Sonhou as poucas razões que havia. Foi um dia de semana trabalhoso, sem café, passara a maior parte do tempo encarando o rosto das pessoas à procura de sinais, queria perguntar, a meio do caminho detinha-se, desmemoriado, esquecido. Era caso de voltar e tentar recuperar o tempo. Um início de mês complicado.

Entre cada parte instalava-se essa zona cinzenta habitada por bichos e pessoas, uma fauna completa, um ecossistema, de modo que, ao imaginar-se ali, caminhando sozinho, um clarão de planície varrida por tempestades nas madrugadas, a planície até então vazia enchia-se de pequenos animais carnívoros dispostos a ferir de morte, a matar, a morder e lamber, a dar voltas em torno em busca do corpo massacrado.

Era evidente, tentava decifrar o simbolismo do sonho, a morte, a competição expressa, um incômodo, embora não reconhecesse imediatamente o quadro característico de tensão exacerbada.

Pensou ligar ao amigo, consultá-lo quanto à razão extraordinária da presciência onírica, rir um pouco. Tardou, e já não quereria incomodar ninguém.

Foi para diante, o trabalho reclamava dedicação, mais uma garrafa de café inteirinha, a xícara coberta da marca adocicada do lábio. Registrou em letra cursiva, “primeiro encobre-se tudo, feito monturo de pedras e restos de panos melados em fluidos do corpo, depois alarga-se o sentido, encontrando no informe a necessária figura”.

Deus, clareza, deus, brevidade, deus, a precisão.

Entre elos, havia esse espaço negro desabitado de que falaram sempre, um bloco frouxo de significado lançado ao espaço, a pedra angular de nada, o monólito alienígena contra o qual eram arremessadas baterias de perguntas, cada uma restante inativa, sem resposta, porque o bloco, o mesmo de quando tinha uma cicatriz recente no braço, na base do escroto, esse bloco representava carga insondável cotidiana, ou qualquer besteira do tipo, pensou, já abusado de tanto misticismo.

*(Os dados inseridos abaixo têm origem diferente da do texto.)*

use anyhow::Context;
use log::info;
use serde::Deserialize;
use std::path::{Path, PathBuf};

#[derive(Debug, Deserialize)]
pub struct Config {
    pub version: u32,
    #[serde(default)]
    pub http: HttpConfig,
    #[serde(default)]
    pub import: ImportConfig,
}

impl Config {
    pub fn load(path: &Path) -> anyhow::Result<Config> {
        let contents = std::fs::read_to_string(path)
            .with_context(|| format!("Failed to read config {}", path.to_string_lossy()))?;
        toml::from_str(&contents).with_context(|| "Failed to parse config TOML")
    }

    /// Like [`Config::load`], but a missing file falls back to the defaults.
    pub fn load_or_default(path: &Path) -> anyhow::Result<Config> {
        if path.exists() {
            Self::load(path)
        } else {
            info!(
                "Config {} not found, using defaults",
                path.to_string_lossy()
            );
            Ok(Config::default())
        }
    }
}

impl Default for Config {
    fn default() -> Self {
        Self {
            version: 1,
            http: HttpConfig::default(),
            import: ImportConfig::default(),
        }
    }
}

#[derive(Debug, Deserialize, Clone)]
pub struct HttpConfig {
    pub bind_addr: String,
    pub port: u16,
    /// uploads above this size are rejected, unlimited when absent
    #[serde(default)]
    pub max_upload_bytes: Option<u64>,
}

impl Default for HttpConfig {
    fn default() -> Self {
        Self {
            bind_addr: "127.0.0.1".to_string(),
            port: 8080,
            max_upload_bytes: None,
        }
    }
}

/// Directories whose music files are queued at startup
#[derive(Debug, Deserialize, Clone)]
pub struct ImportConfig {
    #[serde(default)]
    pub roots: Vec<PathBuf>,
    #[serde(default)]
    pub follow_symlinks: bool,
    #[serde(default)]
    pub ignored_dirs: Vec<PathBuf>,
    #[serde(default = "default_artist")]
    pub default_artist: String,
}

fn default_artist() -> String {
    "Unknown artist".to_string()
}

impl Default for ImportConfig {
    fn default() -> Self {
        Self {
            roots: Vec::new(),
            follow_symlinks: false,
            ignored_dirs: Vec::new(),
            default_artist: default_artist(),
        }
    }
}

#[cfg(test)]
mod tests {
    use super::*;
    use std::path::PathBuf;
    use tempfile::tempdir;

    #[test]
    fn test_parse_config_toml() -> anyhow::Result<()> {
        let toml_str = r#"
version = 1

[http]
bind_addr = "0.0.0.0"
port = 9000
max_upload_bytes = 1048576

[import]
roots = ["/home/listener/Music"]
follow_symlinks = true
ignored_dirs = ['/home/listener/Music/Samples']
default_artist = "Various"
"#;

        let cfg: Config = toml::from_str(toml_str)?;

        assert_eq!(cfg.version, 1);

        assert_eq!(cfg.http.bind_addr, "0.0.0.0");
        assert_eq!(cfg.http.port, 9000);
        assert_eq!(cfg.http.max_upload_bytes, Some(1_048_576));

        assert_eq!(
            cfg.import.roots,
            vec![PathBuf::from("/home/listener/Music")]
        );
        assert!(cfg.import.follow_symlinks);
        assert_eq!(cfg.import.default_artist, "Various");

        Ok(())
    }

    #[test]
    fn test_sections_default_when_missing() -> anyhow::Result<()> {
        let cfg: Config = toml::from_str("version = 1\n")?;

        assert_eq!(cfg.http.port, 8080);
        assert_eq!(cfg.http.max_upload_bytes, None);
        assert!(cfg.import.roots.is_empty());
        assert!(!cfg.import.follow_symlinks);
        assert_eq!(cfg.import.default_artist, "Unknown artist");

        Ok(())
    }

    #[test]
    fn test_load_or_default_without_file() -> anyhow::Result<()> {
        let dir = tempdir()?;

        let cfg = Config::load_or_default(&dir.path().join("missing.toml"))?;

        assert_eq!(cfg.version, 1);
        assert_eq!(cfg.http.bind_addr, "127.0.0.1");

        Ok(())
    }

    #[test]
    fn test_load_reports_bad_toml() -> anyhow::Result<()> {
        let dir = tempdir()?;
        let path = dir.path().join("config.toml");
        std::fs::write(&path, "version = \"one\"")?;

        let err = Config::load(&path).unwrap_err();

        assert!(err.to_string().contains("Failed to parse config TOML"));

        Ok(())
    }
}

Por fim, sem estar convencido, mas crendo ter atingido o ponto final da linha, refez mentalmente o percurso, sonho e narrativa, assustava-o a ausência de luminosidade, uma algaravia sem nexo, convenceu-se de que talvez o melhor fosse dormir e, dia seguinte, forcejar, quem sabe, quem sabe obtivesse uma nesga.

Deitou-se mais uma vez sem esperança de que operasse uma máquina diferente.